Becky P. - Manassas, VA

I became very ill and was determined disabled in 1997. I was forced to switch my health care to Medicare because of disability benefits that I began to receive.  It seems there is a law that says even though I had benefits under the "family plan" of my husband's employer (for which he has money withheld from his paycheck to help pay for this coverage), that if the employer has less than 100 employees then any family members "eligible" for Medicare MUST be changed on the employer-sponsored plan. They do this to have Medicare become that family member's "primary insurer" and the employer sponsored plan MUST become the "secondary insurer".  I have NO CHOICE in the matter.

This has further limited the doctors available to me (even more than the employer sponsored plan did) since many doctors are no longer accepting Medicare patients.  Now, please remember that my husband still pays for the "family coverage" insurance amount because they are the "secondary insurer" but the benefits I get are almost nothing because Medicare is my "primary insurer" and the "secondary insurer" is allowed…actually  MUST deny any charge that Medicare denies!

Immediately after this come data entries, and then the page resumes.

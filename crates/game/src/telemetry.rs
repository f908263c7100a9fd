//! Read-only views of the simulation for the HUD, radar, and audio collaborators.

use engine_core::{Anomaly, Checkpoint, FlightState, Placement, TurbulenceZone, Vec3};
use hecs::World;

use crate::simulation::{MissionState, SimPhase};

/// Hull-based warning level shown on the HUD.
#[derive(Debug, Clone, Copy, PartialEq, Eq, PartialOrd, Ord)]
pub enum ThreatLevel {
    Low,
    High,
    Critical,
}

impl ThreatLevel {
    pub fn from_hull(hull: f32) -> Self {
        if hull < 30.0 {
            Self::Critical
        } else if hull < 60.0 {
            Self::High
        } else {
            Self::Low
        }
    }

    pub fn label(&self) -> &'static str {
        match self {
            Self::Low => "LOW",
            Self::High => "HIGH",
            Self::Critical => "CRITICAL",
        }
    }
}

/// Everything the HUD shows, sampled after a tick.
#[derive(Debug, Clone, PartialEq)]
pub struct TelemetrySnapshot {
    pub speed_kmh: f32,
    pub altitude: f32,
    pub heading_deg: f32,
    pub throttle: f32,
    pub fuel: f32,
    pub hull: f32,
    pub engine: f32,
    pub score: u32,
    pub checkpoints_collected: u32,
    pub checkpoint_total: u32,
    pub mission_time: f32,
    pub phase: SimPhase,
    pub threat: ThreatLevel,
}

impl TelemetrySnapshot {
    pub fn capture(flight: &FlightState, mission: &MissionState) -> Self {
        Self {
            speed_kmh: flight.speed_kmh,
            altitude: flight.altitude,
            heading_deg: flight.heading_deg,
            throttle: flight.throttle.value(),
            fuel: flight.fuel.value(),
            hull: flight.hull.value(),
            engine: flight.engine.value(),
            score: mission.score,
            checkpoints_collected: mission.checkpoints_collected,
            checkpoint_total: mission.checkpoint_total,
            mission_time: mission.game_time,
            phase: mission.phase,
            threat: ThreatLevel::from_hull(flight.hull.value()),
        }
    }
}

/// Looping sound levels derived from flight state.
#[derive(Debug, Clone, Copy, PartialEq)]
pub struct AudioMix {
    pub master: f32,
    pub engine_volume: f32,
    pub engine_playing: bool,
    pub wind_volume: f32,
    pub wind_playing: bool,
}

impl AudioMix {
    pub const MASTER_VOLUME: f32 = 0.7;

    pub fn from_flight(flight: &FlightState, muted: bool) -> Self {
        let master = if muted { 0.0 } else { Self::MASTER_VOLUME };
        let throttle = flight.throttle.value();
        let kmh = flight.speed_kmh;
        Self {
            master,
            engine_volume: (throttle / 100.0) * 0.6 * master,
            engine_playing: throttle > 0.0,
            wind_volume: (kmh / 200.0).min(0.4) * master,
            wind_playing: kmh > 10.0,
        }
    }
}

#[derive(Debug, Clone, Copy, PartialEq, Eq)]
pub enum ContactKind {
    Checkpoint { id: u32 },
    Turbulence,
    Anomaly,
}

/// A world object relative to the aircraft.
#[derive(Debug, Clone, Copy, PartialEq)]
pub struct RadarContact {
    pub kind: ContactKind,
    pub offset: Vec3,
    pub distance: f32,
}

/// Visible world objects within `range` of `origin`, nearest first.
pub fn radar_contacts(world: &World, origin: Vec3, range: f32) -> Vec<RadarContact> {
    let mut contacts = Vec::new();
    for (_, (placement, checkpoint, zone, anomaly)) in world
        .query::<(&Placement, Option<&Checkpoint>, Option<&TurbulenceZone>, Option<&Anomaly>)>()
        .iter()
    {
        if !placement.visible {
            continue;
        }
        let kind = match (checkpoint, zone, anomaly) {
            (Some(c), _, _) => ContactKind::Checkpoint { id: c.id },
            (None, Some(_), _) => ContactKind::Turbulence,
            (None, None, Some(_)) => ContactKind::Anomaly,
            (None, None, None) => continue,
        };
        let offset = placement.position - origin;
        let distance = offset.length();
        if distance <= range {
            contacts.push(RadarContact { kind, offset, distance });
        }
    }
    contacts.sort_by(|a, b| a.distance.total_cmp(&b.distance));
    contacts
}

Medicare guidelines apply for the secondary insurer when it comes to denials. So as Medicare cuts its benefits to seniors and the disabled, so too does the "secondary insurer".

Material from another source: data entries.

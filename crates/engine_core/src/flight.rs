//! Aircraft flight state and the tunable constants of the flight model.

use glam::Vec3;
use serde::{Deserialize, Serialize};

use crate::components::Gauge;
use crate::error::{ensure_finite, ensure_non_negative, ensure_positive, ConfigError};
use crate::transform::Orientation;

/// Metres-per-second to kilometres-per-hour.
pub const MS_TO_KMH: f32 = 3.6;

/// Tunable constants of the arcade flight model.
#[derive(Debug, Clone, Serialize, Deserialize)]
pub struct FlightConfig {
    /// Vertical acceleration in units/s² (negative pulls down).
    #[serde(default = "default_gravity")]
    pub gravity: f32,
    #[serde(default = "default_lift_coefficient")]
    pub lift_coefficient: f32,
    #[serde(default = "default_drag_coefficient")]
    pub drag_coefficient: f32,
    #[serde(default = "default_air_density")]
    pub air_density: f32,
    /// Acceleration at full throttle, units/s².
    #[serde(default = "default_thrust_power")]
    pub thrust_power: f32,
    /// Fuel percent burned per second at full throttle.
    #[serde(default = "default_fuel_consumption_rate")]
    pub fuel_consumption_rate: f32,
    /// Engine health percent lost per second while the tank is dry.
    #[serde(default = "default_engine_decay_rate")]
    pub engine_decay_rate: f32,
    /// Ground contact faster than this (units/s) damages the hull.
    #[serde(default = "default_impact_speed_threshold")]
    pub impact_speed_threshold: f32,
    /// Hull percent lost per unit/s of impact speed.
    #[serde(default = "default_impact_damage_factor")]
    pub impact_damage_factor: f32,
    /// Upper bound on hull damage from a single impact.
    #[serde(default = "default_max_impact_damage")]
    pub max_impact_damage: f32,
}

fn default_gravity() -> f32 {
    -9.81
}
fn default_lift_coefficient() -> f32 {
    0.5
}
fn default_drag_coefficient() -> f32 {
    0.001
}
fn default_air_density() -> f32 {
    1.0
}
fn default_thrust_power() -> f32 {
    50.0
}
fn default_fuel_consumption_rate() -> f32 {
    0.5
}
fn default_engine_decay_rate() -> f32 {
    10.0
}
fn default_impact_speed_threshold() -> f32 {
    10.0
}
fn default_impact_damage_factor() -> f32 {
    2.0
}
fn default_max_impact_damage() -> f32 {
    50.0
}

impl Default for FlightConfig {
    fn default() -> Self {
        Self {
            gravity: default_gravity(),
            lift_coefficient: default_lift_coefficient(),
            drag_coefficient: default_drag_coefficient(),
            air_density: default_air_density(),
            thrust_power: default_thrust_power(),
            fuel_consumption_rate: default_fuel_consumption_rate(),
            engine_decay_rate: default_engine_decay_rate(),
            impact_speed_threshold: default_impact_speed_threshold(),
            impact_damage_factor: default_impact_damage_factor(),
            max_impact_damage: default_max_impact_damage(),
        }
    }
}

impl FlightConfig {
    pub fn validate(&self) -> Result<(), ConfigError> {
        ensure_finite("gravity", self.gravity)?;
        ensure_finite("lift_coefficient", self.lift_coefficient)?;
        ensure_non_negative("drag_coefficient", self.drag_coefficient)?;
        ensure_non_negative("air_density", self.air_density)?;
        ensure_non_negative("thrust_power", self.thrust_power)?;
        ensure_non_negative("fuel_consumption_rate", self.fuel_consumption_rate)?;
        ensure_non_negative("engine_decay_rate", self.engine_decay_rate)?;
        ensure_non_negative("impact_speed_threshold", self.impact_speed_threshold)?;
        ensure_non_negative("impact_damage_factor", self.impact_damage_factor)?;
        ensure_positive("max_impact_damage", self.max_impact_damage)?;
        Ok(())
    }

    /// Hull damage for touching down at `impact_speed`, zero at or below the threshold.
    pub fn impact_damage(&self, impact_speed: f32) -> f32 {
        if impact_speed > self.impact_speed_threshold {
            (impact_speed * self.impact_damage_factor).min(self.max_impact_damage)
        } else {
            0.0
        }
    }
}

/// Mutable state of the player aircraft, owned by the simulation.
#[derive(Debug, Clone)]
pub struct FlightState {
    pub position: Vec3,
    /// World-space velocity, units/s.
    pub velocity: Vec3,
    pub orientation: Orientation,
    pub throttle: Gauge,
    pub fuel: Gauge,
    pub hull: Gauge,
    pub engine: Gauge,
    /// Resting on the ground since the last touchdown.
    pub grounded: bool,
    /// Set once the engine has died; guards the failure event.
    pub engine_failed: bool,
    // Telemetry refreshed by the integrator
    pub speed_kmh: f32,
    pub altitude: f32,
    pub heading_deg: f32,
}

impl Default for FlightState {
    fn default() -> Self {
        Self::new(Vec3::ZERO, Vec3::ZERO)
    }
}

impl FlightState {
    /// Fresh aircraft: full tanks, idle throttle, level attitude.
    pub fn new(position: Vec3, velocity: Vec3) -> Self {
        let mut state = Self {
            position,
            velocity,
            orientation: Orientation::default(),
            throttle: Gauge::empty(),
            fuel: Gauge::full(),
            hull: Gauge::full(),
            engine: Gauge::full(),
            grounded: position.y <= 0.0,
            engine_failed: false,
            speed_kmh: 0.0,
            altitude: 0.0,
            heading_deg: 0.0,
        };
        state.refresh_telemetry(velocity.length());
        state
    }

    pub fn with_orientation(mut self, orientation: Orientation) -> Self {
        self.orientation = orientation;
        self.refresh_telemetry(self.velocity.length());
        self
    }

    pub fn with_throttle(mut self, throttle: f32) -> Self {
        self.throttle.set(throttle);
        self
    }

    /// Current speed in units/s.
    pub fn speed(&self) -> f32 {
        self.velocity.length()
    }

    /// Recompute HUD readouts. `speed` is passed in so the integrator can report the
    /// speed it used for its force terms.
    pub fn refresh_telemetry(&mut self, speed: f32) {
        self.speed_kmh = speed * MS_TO_KMH;
        self.altitude = self.position.y;
        self.heading_deg = self.orientation.heading_degrees();
    }
}

#[cfg(test)]
mod tests {
    use super::*;

    #[test]
    fn impact_damage_follows_threshold_and_cap() {
        let config = FlightConfig::default();
        assert_eq!(config.impact_damage(10.0), 0.0);
        assert_eq!(config.impact_damage(9.0), 0.0);
        assert_eq!(config.impact_damage(20.0), 40.0);
        assert_eq!(config.impact_damage(40.0), 50.0);
    }

    #[test]
    fn default_config_is_valid() {
        assert!(FlightConfig::default().validate().is_ok());
        let bad = FlightConfig { drag_coefficient: -1.0, ..FlightConfig::default() };
        assert!(bad.validate().is_err());
    }

    #[test]
    fn new_state_derives_telemetry() {
        let state = FlightState::new(Vec3::new(0.0, 120.0, 0.0), Vec3::new(0.0, 0.0, -10.0));
        assert!((state.speed_kmh - 36.0).abs() < 1e-4);
        assert_eq!(state.altitude, 120.0);
        assert!(!state.grounded);
        assert_eq!(state.fuel.value(), 100.0);
        assert_eq!(state.throttle.value(), 0.0);
    }
}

Allie D. - Montgomery Village, MD

My brother suffers from an undiagnosed chronic degenerative metabolic disorder.  Because it is one-of-a-kind, doctors don't even have a name for it; it's something known as an "orphan disease."  In my brother's case, he's spent the past twenty-three years growing up, and now that he has the apparent physical maturity of a fifteen-year-old (and mental maturity of a three-year-old), he is dying from the afflictions of a ninety-year-old, suffering from things like severe osteoporosis and organ failure.

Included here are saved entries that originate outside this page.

impl<R: Rng> Simulation<R> {
    /// Assemble a simulation from prepared pieces. Used by tests and scripted scenarios.
    pub fn from_parts(config: GameConfig, layout: WorldLayout, flight: FlightState, mut rng: R) -> Self {
        let particles = AmbientParticles::new(config.world.particles, config.world.size, &mut rng);
        let camera = ChaseCamera::behind(&flight);
        Self {
            mapper: InputMapper::new(config.controls.clone()),
            time: Time::new(config.simulation.max_dt),
            mission: MissionState::new(layout.checkpoint_count),
            world: layout.world,
            seed: layout.seed,
            flight,
            rng,
            log: MissionLog::new(),
            particles,
            glitch: GlitchPulse::default(),
            camera,
            muted: false,
            config,
        }
    }

    /// Leave `Loading`. Does nothing in any other phase.
    pub fn start(&mut self) -> Vec<FlightEvent> {
        if self.mission.phase != SimPhase::Loading {
            return Vec::new();
        }
        self.mission.phase = SimPhase::Running;
        log::info!(
            "Mission start: seed {}, {} checkpoints",
            self.seed,
            self.mission.checkpoint_total
        );
        let events = vec![FlightEvent::MissionStarted];
        self.record(&events);
        events
    }

    /// Flip between `Running` and `Paused`.
    pub fn toggle_pause(&mut self) -> Option<FlightEvent> {
        let event = self.flip_pause()?;
        self.log.record(self.mission.game_time, &event);
        Some(event)
    }

    pub fn toggle_mute(&mut self) -> FlightEvent {
        let event = self.flip_mute();
        self.log.record(self.mission.game_time, &event);
        event
    }

    fn flip_pause(&mut self) -> Option<FlightEvent> {
        match self.mission.phase {
            SimPhase::Running => {
                self.mission.phase = SimPhase::Paused;
                Some(FlightEvent::Paused)
            }
            SimPhase::Paused => {
                self.mission.phase = SimPhase::Running;
                Some(FlightEvent::Resumed)
            }
            SimPhase::Loading | SimPhase::Terminal(_) => None,
        }
    }

    fn flip_mute(&mut self) -> FlightEvent {
        self.muted = !self.muted;
        FlightEvent::AudioToggled { muted: self.muted }
    }

    /// Advance one frame by `raw_dt` seconds. Returns the events fired this tick; they
    /// are also written to the mission log.
    pub fn tick(&mut self, controls: &FlightControls, raw_dt: f32) -> Vec<FlightEvent> {
        let dt = self.time.advance(raw_dt);
        let mut events = Vec::new();

        if controls.toggle_pause {
            events.extend(self.flip_pause());
        }
        if controls.toggle_mute {
            events.push(self.flip_mute());
        }

        self.glitch.update(dt);
        if self.mission.phase == SimPhase::Running {
            self.step(controls, dt, &mut events);
        }

        self.camera.update(&self.flight, dt);
        self.log.update(dt);
        for event in &events {
            if matches!(event, FlightEvent::GlitchTriggered { .. }) {
                self.glitch.trigger(&mut self.rng);
            }
        }
        self.record(&events);
        events
    }

    fn step(&mut self, controls: &FlightControls, dt: f32, events: &mut Vec<FlightEvent>) {
        self.mission.game_time += dt;

        self.mapper.apply(controls, &mut self.flight, dt);
        integrate(&mut self.flight, &self.config.flight, dt);

        let report = interact(
            &mut self.flight,
            &mut self.world,
            &self.config.interaction,
            &mut self.rng,
            dt,
            events,
        );
        self.credit_checkpoints(report.collected.len() as u32);
        if self.mission.all_collected() {
            self.enter_terminal(TerminalReason::MissionComplete, events);
        }

        apply_resources(&mut self.flight, &self.config.flight, dt, events);
        hull_damage_glitch(
            &self.flight,
            self.config.interaction.damage_glitch_hull,
            self.config.interaction.damage_glitch_chance,
            &mut self.rng,
            dt,
            events,
        );
        if self.flight.hull.is_empty() {
            self.enter_terminal(TerminalReason::MissionFailed, events);
        }

        self.particles.update(dt, &mut self.rng);
    }

    fn credit_checkpoints(&mut self, count: u32) {
        let remaining = self.mission.checkpoint_total.saturating_sub(self.mission.checkpoints_collected);
        let credited = count.min(remaining);
        self.mission.checkpoints_collected += credited;
        self.mission.score += credited * self.config.interaction.checkpoint_score;
    }

    /// First terminal transition wins; later calls are ignored.
    fn enter_terminal(&mut self, reason: TerminalReason, events: &mut Vec<FlightEvent>) {
        if self.mission.phase.is_terminal() {
            return;
        }
        self.mission.phase = SimPhase::Terminal(reason);
        log::info!(
            "Mission over ({:?}) at T+{:.1}s, score {}",
            reason,
            self.mission.game_time,
            self.mission.score
        );
        events.push(match reason {
            TerminalReason::MissionComplete => FlightEvent::MissionComplete,
            TerminalReason::MissionFailed => FlightEvent::MissionFailed,
        });
    }

    fn record(&mut self, events: &[FlightEvent]) {
        for event in events {
            self.log.record(self.mission.game_time, event);
        }
    }

    pub fn telemetry(&self) -> TelemetrySnapshot {
        TelemetrySnapshot::capture(&self.flight, &self.mission)
    }

    pub fn radar_contacts(&self, range: f32) -> Vec<RadarContact> {
        radar_contacts(&self.world, self.flight.position, range)
    }

    pub fn audio_mix(&self) -> AudioMix {
        AudioMix::from_flight(&self.flight, self.muted)
    }

    pub fn flight(&self) -> &FlightState {
        &self.flight
    }

    pub fn world(&self) -> &World {
        &self.world
    }

    pub fn mission(&self) -> &MissionState {
        &self.mission
    }

    pub fn phase(&self) -> SimPhase {
        self.mission.phase
    }

    pub fn log(&self) -> &MissionLog {
        &self.log
    }

    pub fn time(&self) -> &Time {
        &self.time
    }

    pub fn config(&self) -> &GameConfig {
        &self.config
    }

    pub fn camera(&self) -> &ChaseCamera {
        &self.camera
    }

    pub fn glitch(&self) -> &GlitchPulse {
        &self.glitch
    }

    /// Take the pending glitch sound request, if any.
    pub fn take_glitch_sound(&mut self) -> bool {
        self.glitch.take_sound_cue()
    }

    pub fn particles(&self) -> &AmbientParticles {
        &self.particles
    }

    pub fn is_muted(&self) -> bool {
        self.muted
    }

    pub fn seed(&self) -> u64 {
        self.seed
    }
}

Under our current health care system, Americans and American organizations have the money to spend on research to cure people like my brother, with unnamed orphan diseases.  But under Obama's health care reform bill, all of that would end.  "Free" health care is anything but, and the added costs to our system from nationalized health care would destroy the research sector of the medical community--at least in the area of orphan disease research.  We cannot let Obama's health care reform bill pass; although diseases like my brother's are rare, they still affect many people and their families. 

It isn't fair to let the government decide whose disease is more worth researching, and it isn't fair to let the government decide if my family's tax money should go to other people's health care when we have my brother to care for.  We cannot let this pass.

JoAnne W. - Franklin, MA

Nine years ago I married an American and moved to the United States. Within three months I required medical attention and was amazed that it only took two days to receive an appointment. I was even more amazed that, within the week, I saw a specialist and had an MRI, for which I received results within three days. I know, the previous sentence is a run on sentence, but it angers me to think about the lack of immediate health care available in Canada.
 
The operation I required soon after marrying was due to the lack of specialists available in Canada 1 1/2 years earlier when half of my thyroid was removed. This is only one of many operations that I could comment on, but by-and-far the worst.